Daily devotions and reading God’s Word were constants in Mother Johnson’s life and this fueled her faith. Even as 2021 presented new health challenges that quickly snowballed into greater challenges, she did not abandon hope, nor did she complain! Thelma declined life-prolonging measures, but opted to return home (to be with loved ones). Even in the midst of pandemic restrictions, her local family members all were able to see her face-to-face. This gave Thelma such satisfaction and probably a sense of peace and rest. On Wednesday evening at bedtime, her daughter whispered Psalms into her ear and sang gospel tunes, thinking they would have a soothing and calming effect. Apparently so. Early on the morning of Thursday, February 18, 2021, she peacefully fell asleep in Christ.
Thelma Johnson was predeceased by her mother, Marguerite Butts, her husband of 49 years, Willie G. Johnson, sons: Anthony Gordon, Eugene LeMoyne, Larry Elliot, and Winston Charles Johnson. She leaves to cherish her memory and legacy of love sons: Reverend Ronald Johnson (Muncie), Terrell (Elizabeth) Johnson, (Indianapolis), daughters, Jeanette (Richard) Jackson, (Indianapolis), Athena Johnson (East Chicago), Tamara Moore, (North Carolina), devoted daughter-in-love, Jessica Johnson (Indianapolis) grandchildren: Karla (Kamau) Hall, (Okinawa, Japan), Kenya (Corey) McClanahan (Florida), Julian Jackson, (Georgia) Danielle Johnson, (Indianapolis), Candice (Michael) Hankerson, (Indianapolis), Jared (Ashlea Shields) Jackson, (Indianapolis), Joshua Johnson, (Muncie), great-grandchildren: Jon-Michael Hall, Jada Hall, Aaron (“AJ”) Harris, Jr., Nadia McClanahan, Elijah Harris, Josiah Hall, MaKayla Hankerson, Isaiah Harris, Nigel McClanahan, MaKenzye Hankerson, Mayah Hankerson, MaRiyah Hankerson, Niles McClanahan, Jace Jackson, and Jamison Jackson; special cousins: Burnell Peters (Georgia), John Bickham (New York) and Mary Williams (Georgia); long-time caring friends: Missionary Mary Spiller, Elder James & Sister Betty Chandler; dedicated Pastor Louis Baker & First Lady Ragina Baker, the ICCM church family, Supervisor Dorothy Dillon, Zion MBC Golden Seniors Fellowship, “adopted” granddaughters Gayla Williams, Mica White and Jessica Smith, Still Waters Adult Day Center staff (Deb, Dorothy, Mika, Francene, Natalie, Jessica, Ty, Tammy, Robin), dear friends, Lula and Mary R., and a host of other relatives and friends.

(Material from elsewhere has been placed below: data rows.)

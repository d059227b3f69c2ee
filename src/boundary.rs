//! Slice-based versions of every boundary operation.
//!
//! The C entry points in [`ffi`](crate::ffi) validate their pointers and counts,
//! turn them into slices and then call into this module. Rust callers can use
//! these functions directly.

use crate::filter::{FilterOutput, TrackFilter};
use crate::num_traits::scalars_for_blocks;
use crate::storage_order::EIGEN_STORAGE_ORDER;
use crate::types::{Mat2, Mat3, Real, Vec2, Vec3, MAT3_ELEMENTS};
use crate::{BoundaryError, BoundaryResult, Hit, HitCovariance, MagneticField};
use tracing::debug;

/// The constant added to the sum computed by [`make_array`].
pub const MAKE_ARRAY_OFFSET: Real = 6.0;

/// Sums the values and adds [`MAKE_ARRAY_OFFSET`].
///
/// An empty slice yields the offset alone.
pub fn make_array(values: &[Real]) -> Real {
    let sum: Real = values.iter().sum();
    debug!(len = values.len(), sum, "received scalar array");
    sum + MAKE_ARRAY_OFFSET
}

/// Converts a 3×3 block in Eigen's storage order into an nalgebra matrix.
///
/// The values are passed through unaltered.
pub fn eigen_to_nalgebra(block: &[Real; MAT3_ELEMENTS]) -> Mat3 {
    let matrix = EIGEN_STORAGE_ORDER.matrix3(block);
    debug!(?matrix, "received 3x3 matrix");
    matrix
}

/// Like [`eigen_to_nalgebra`], but takes a slice that must hold exactly nine values.
pub fn matrix3_from_slice(values: &[Real]) -> BoundaryResult<Mat3> {
    let block: &[Real; MAT3_ELEMENTS] =
        values.try_into().map_err(|_| BoundaryError::LengthMismatch {
            argument: "matrix",
            expected: MAT3_ELEMENTS,
            actual: values.len(),
        })?;
    Ok(eigen_to_nalgebra(block))
}

/// Converts `count` consecutive 2-value blocks into hit vectors.
pub fn eigen_hits_to_nalgebra_hits(values: &[Real], count: usize) -> BoundaryResult<Vec<Vec2>> {
    let hits = copy_blocks(values, count, Hit::<Real>::ELEMENTS, "hits", Hit::from_flat)?;
    Ok(hits_to_nalgebra(&hits))
}

/// Converts typed hits into nalgebra vectors.
pub fn hits_to_nalgebra(hits: &[Hit<Real>]) -> Vec<Vec2> {
    let hits: Vec<Vec2> = hits.iter().map(Vec2::from).collect();
    debug!(count = hits.len(), "received hits");
    hits
}

/// Converts typed hit covariances into nalgebra matrices.
pub fn covariances_to_nalgebra(covariances: &[HitCovariance<Real>]) -> Vec<Mat2> {
    covariances.iter().map(Mat2::from).collect()
}

/// Hits paired by index with their measurement covariances.
#[derive(Debug, Clone, PartialEq)]
pub struct TrackInput {
    /// The measured hits.
    pub hits: Vec<Vec2>,
    /// The covariance of each hit.
    pub covariances: Vec<Mat2>,
}

impl TrackInput {
    /// Reads `sensor_count` hits and `sensor_count` covariances from two flat buffers.
    ///
    /// Each buffer must hold exactly the number of values implied by `sensor_count`.
    pub fn from_flat(
        hits: &[Real],
        covariances: &[Real],
        sensor_count: usize,
    ) -> BoundaryResult<Self> {
        let hits = copy_blocks(
            hits,
            sensor_count,
            Hit::<Real>::ELEMENTS,
            "hits",
            Hit::from_flat,
        )?;
        let covariances = copy_blocks(
            covariances,
            sensor_count,
            HitCovariance::<Real>::ELEMENTS,
            "covariances",
            HitCovariance::from_flat,
        )?;

        Ok(Self {
            hits: hits_to_nalgebra(&hits),
            covariances: covariances_to_nalgebra(&covariances),
        })
    }

    /// Returns the number of sensors, i.e. hit/covariance pairs.
    pub fn sensor_count(&self) -> usize {
        self.hits.len()
    }
}

/// Runs the field-free filter over `sensor_count` paired hits and covariances.
pub fn run_linear_kf(
    filter: &dyn TrackFilter,
    hits: &[Real],
    covariances: &[Real],
    sensor_count: usize,
) -> BoundaryResult<FilterOutput> {
    let input = TrackInput::from_flat(hits, covariances, sensor_count)?;
    debug!(sensor_count, "running linear filter");
    let output = filter.run_linear(&input.hits, &input.covariances)?;
    output.entry_count()?;
    Ok(output)
}

/// Runs the constant-field filter over `sensor_count` paired hits and covariances.
pub fn run_const_b_kf(
    filter: &dyn TrackFilter,
    hits: &[Real],
    covariances: &[Real],
    field: &MagneticField<Real>,
    sensor_count: usize,
) -> BoundaryResult<FilterOutput> {
    let input = TrackInput::from_flat(hits, covariances, sensor_count)?;
    let b_field = Vec3::from(*field);
    debug!(sensor_count, ?b_field, "running constant field filter");
    let output = filter.run_const_b(&input.hits, &input.covariances, &b_field)?;
    output.entry_count()?;
    Ok(output)
}

/// Splits `values` into `count` blocks of `block_len` values each.
fn copy_blocks<B>(
    values: &[Real],
    count: usize,
    block_len: usize,
    argument: &'static str,
    from_flat: fn(&[Real]) -> Option<B>,
) -> BoundaryResult<Vec<B>> {
    let expected =
        scalars_for_blocks::<Real>(count, block_len).ok_or(BoundaryError::InvalidLength {
            argument,
            length: i64::try_from(count).unwrap_or(i64::MAX),
        })?;
    if values.len() != expected {
        return Err(BoundaryError::LengthMismatch {
            argument,
            expected,
            actual: values.len(),
        });
    }

    values
        .chunks_exact(block_len)
        .map(|block| {
            from_flat(block).ok_or(BoundaryError::LengthMismatch {
                argument,
                expected: block_len,
                actual: block.len(),
            })
        })
        .collect()
}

Whether you called her Mother, Thelma, Sister Johnson, Mother Johnson, Aunt Thelma, Miss Thelma, “Gran”, Li’l Ma, or Li’l Bit, you were special to her. What a long, blessed life of service, loving and giving this beautiful Woman of God has led. We all anticipate, with the greatest expectation and joy, the day when we will be reunited with her for all eternity in our Heavenly home. What a day!